The 'delicate question of the present perfect' had to be practised again, especially as the tense doesn't exist in French and in other languages...
➡️ THE PRESENT PERFECT SIMPLE :
1) How to make it:
It's built with the auxiliary: to HAVE, only: have/has (in the 3rd pers. sing.) + the past participle of the main verb:
The past participle is either the main Verb + ed (for regular verbs), or the 3rd column of the irregular verbs ( to be known by heart! )
- In the interrogative form you simply have to do the auxiliary/subject inversion, and in the negative form, you simply have to add not !
ex : Have you finished your exercise? Yes, I have, but look at Paul, he hasn't finished yet.
2) When to use it:
🔹 A) When the moment when the action takes place is not mentioned, to express a link or consequence between a past action and the present situation:
eg. : He can't leave for his holiday because he has caught mumps.
(He is sick and contagious... = the past action has a consequence on the present. He mustn't spread his disease and therefore, must stay at home, not leave for a holiday! )
🔹 B) When an ACTION is ASSESSED because the ACTION IS STRESSED (have you done this action, or not? have you or haven't you DONE it? )
eg. : Have you seen this film ? ('Have you seen it, or not?', is implied)
eg. : She hasn't met my brother (The meeting is the important point. Has she, or not, met him? The moment of the action (the meeting) is of no interest.
🔹 C) The action started in the past and has a visible result in the present.
eg. : Look! Somebody has thrown up in the classroom! (and didn't report it... therefore, it wasn't cleaned! ) Disgusting! => result in the present.
🔹 D ) The sentence in the present perfect may contain an adverb expressing an idea of time: already, ever / never, not... yet, so far ...
(Be careful where to place the adverb : between the auxiliary and the main verb!)
eg. : Have you ever seen Star Wars?

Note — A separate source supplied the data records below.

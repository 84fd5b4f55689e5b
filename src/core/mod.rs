pub mod attributes;
pub mod dataset;
pub mod error;
pub mod instance_header;
pub mod instances;
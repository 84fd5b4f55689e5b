use crate::evaluation::dominance::Dominance;

/// Fraction of ordered row pairs whose dominance relation disagrees with the
/// ordering of their predicted labels.
///
/// Every unordered pair `(i, j)` with `i < j` is classified once by the
/// dominance comparator. Equal and incomparable pairs never count as
/// violations, and neither does a pair with an unclassified endpoint. The
/// result is `2 * violations / (m^2 - m)`: violations over the number of
/// ordered pairs, in `[0, 1]`, 0 meaning perfectly monotonic. Splits with
/// fewer than two rows report 0.
///
/// This scan is O(m^2 * n) and is the dominant cost of the framework for
/// large datasets. No sampling or approximation is applied.
pub fn violation_index(matrix: &[Vec<f64>], predictions: &[Option<usize>]) -> f64 {
    debug_assert_eq!(matrix.len(), predictions.len());
    let m = matrix.len();
    if m < 2 {
        return 0.0;
    }
    let mut violations = 0u64;
    for i in 0..m {
        let Some(pred_i) = predictions[i] else {
            continue;
        };
        for j in (i + 1)..m {
            let Some(pred_j) = predictions[j] else {
                continue;
            };
            let violated = match Dominance::between(&matrix[i], &matrix[j]) {
                Dominance::Dominates => pred_i < pred_j,
                Dominance::Dominated => pred_i > pred_j,
                Dominance::Equal | Dominance::Incomparable => false,
            };
            if violated {
                violations += 1;
            }
        }
    }
    2.0 * violations as f64 / (m * m - m) as f64
}
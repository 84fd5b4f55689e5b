pub mod dummies;
pub mod stubs;

pub use stubs::LookupClassifier;
pub use stubs::RefusingClassifier;
pub use stubs::ThresholdClassifier;
use crate::core::attributes::{NominalAttribute, NumericAttribute};
use crate::core::dataset::Dataset;
use crate::core::error::{DataFormatError, EvaluationError};
use crate::core::instances::Instance;

/// Per-attribute shift and scale derived from the training dataset's
/// declared bounds, one entry per input attribute in schema order.
///
/// Nominal attributes get `min = 0` and `range = domainSize - 1`, so ordinal
/// indices land in [0, 1] like numeric values do.
#[derive(Debug, Clone, PartialEq)]
pub struct NormalizationParams {
    pub mins: Vec<f64>,
    pub ranges: Vec<f64>,
}

impl NormalizationParams {
    pub fn len(&self) -> usize {
        self.mins.len()
    }

    pub fn is_empty(&self) -> bool {
        self.mins.is_empty()
    }
}

/// Dense normalized feature matrix with its parallel label vector.
///
/// Built once per dataset and immutable thereafter; one evaluation run owns
/// its sets exclusively.
pub struct NormalizedSet {
    pub matrix: Vec<Vec<f64>>,
    pub labels: Vec<usize>,
    pub num_classes: usize,
}

impl NormalizedSet {
    pub fn num_instances(&self) -> usize {
        self.matrix.len()
    }

    pub fn num_features(&self) -> usize {
        self.matrix.first().map_or(0, Vec::len)
    }
}

/// Scales every input attribute to [0, 1] and imputes missing values to 0.
///
/// The shift/scale table is fitted once from the TRAINING dataset's declared
/// attribute bounds and reused verbatim for test and reference datasets.
/// Recomputing it from a test dataset's own bounds would let train-time and
/// test-time feature scales diverge, so `transform` never refits.
pub struct Normalizer {
    params: NormalizationParams,
}

impl Normalizer {
    /// Derives normalization parameters from the training dataset.
    ///
    /// Fails fast with a [`DataFormatError`] when the dataset does not
    /// declare a usable output attribute or declares a real-valued one.
    pub fn fit(train: &Dataset) -> Result<Normalizer, DataFormatError> {
        check_output_attribute(train)?;
        let header = train.header();
        let mut mins = Vec::with_capacity(header.number_of_input_attributes());
        let mut ranges = Vec::with_capacity(header.number_of_input_attributes());
        for (index, attr) in header.attributes.iter().enumerate() {
            if index == header.class_index() {
                continue;
            }
            if let Some(nominal) = attr.as_any().downcast_ref::<NominalAttribute>() {
                mins.push(0.0);
                ranges.push(nominal.domain_size().saturating_sub(1) as f64);
            } else if let Some(numeric) = attr.as_any().downcast_ref::<NumericAttribute>() {
                mins.push(numeric.min);
                ranges.push(numeric.range());
            } else {
                mins.push(0.0);
                ranges.push(0.0);
            }
        }
        Ok(Normalizer {
            params: NormalizationParams { mins, ranges },
        })
    }

    /// Fits on the training dataset and normalizes it in one step.
    pub fn fit_transform(
        train: &Dataset,
    ) -> Result<(Normalizer, NormalizedSet), EvaluationError> {
        let normalizer = Normalizer::fit(train)?;
        let set = normalizer.transform(train)?;
        Ok((normalizer, set))
    }

    pub fn params(&self) -> &NormalizationParams {
        &self.params
    }

    /// Normalizes a dataset with the training-derived parameters.
    ///
    /// Missing values become 0.0 before any scaling, so a missing numeric
    /// value is 0.0, not `(0 - min) / range`. An attribute with a collapsed
    /// range (declared min == max, or a single-value nominal domain)
    /// normalizes to 0.0.
    pub fn transform(&self, dataset: &Dataset) -> Result<NormalizedSet, EvaluationError> {
        check_output_attribute(dataset)?;
        if dataset.num_input_attributes() != self.params.len() {
            return Err(EvaluationError::SchemaMismatch(format!(
                "dataset '{}' has {} input attributes, normalizer was fitted on {}",
                dataset.header().relation_name(),
                dataset.num_input_attributes(),
                self.params.len()
            )));
        }

        let header = dataset.header();
        let mut matrix = Vec::with_capacity(dataset.num_instances());
        for instance in dataset.instances() {
            let mut row = Vec::with_capacity(self.params.len());
            for (slot, index) in header.input_indices().enumerate() {
                if instance.is_missing_at_index(index) {
                    row.push(0.0);
                    continue;
                }
                let raw = instance.value_at_index(index).unwrap_or(0.0);
                let range = self.params.ranges[slot];
                if range > 0.0 {
                    row.push((raw - self.params.mins[slot]) / range);
                } else {
                    row.push(0.0);
                }
            }
            matrix.push(row);
        }

        let labels = dataset.labels()?;
        Ok(NormalizedSet {
            matrix,
            labels,
            num_classes: dataset.num_classes(),
        })
    }
}

fn check_output_attribute(dataset: &Dataset) -> Result<(), DataFormatError> {
    let header = dataset.header();
    let Some(class_attr) = header.class_attribute() else {
        return Err(DataFormatError::MissingOutputAttribute(
            header.relation_name().to_string(),
        ));
    };
    if let Some(numeric) = class_attr.as_any().downcast_ref::<NumericAttribute>() {
        if !numeric.integer {
            return Err(DataFormatError::RealValuedOutput(numeric.name.clone()));
        }
    }
    Ok(())
}
/// Rule summary emitted by a trained classifier for the report sink.
#[derive(Debug, Clone, PartialEq)]
pub struct ModelDescription {
    pub rule_count: usize,
    pub text: String,
}

/// Capability implemented by concrete monotonic classification algorithms.
///
/// The evaluator drives this interface; it never inspects the model beyond
/// these two methods. `classify` must behave as a pure function of the
/// normalized feature vector: same input, same answer, no evaluator state
/// touched. Returning `None` means the classifier refuses to assign a class;
/// such instances are tallied as unclassified and count against accuracy.
pub trait MonotonicClassifier {
    fn classify(&self, features: &[f64]) -> Option<usize>;

    fn describe_model(&self) -> ModelDescription;
}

Of course! I have already watched this film several times !
🔹 E ) Used with FOR and SINCE :
FOR is used to express a duration (a week, three months, ten years) and SINCE to indicate a starting point (Xmas, 2001, 6 o'clock...)
eg. : I've been here for one hour. (= 60 minutes)
A few verbs : to be, to know, to want, to like etc, cannot be in the present perfect in the -ing form.
eg. : I have liked this singer since I attended one of his concerts.
➡️ THE PRESENT PERFECT in – ing:
The present perfect in –ing = have / has been VERB + ing
eg. : He's been practising the piano for ten years, now.
(He started 10 years ago, is still doing it in the present and the duration of the training is long.)
The two forms (simple or in - ing) are sometimes possible.
Well! I do hope things are clearer ... Good luck for the exercise! Go for it!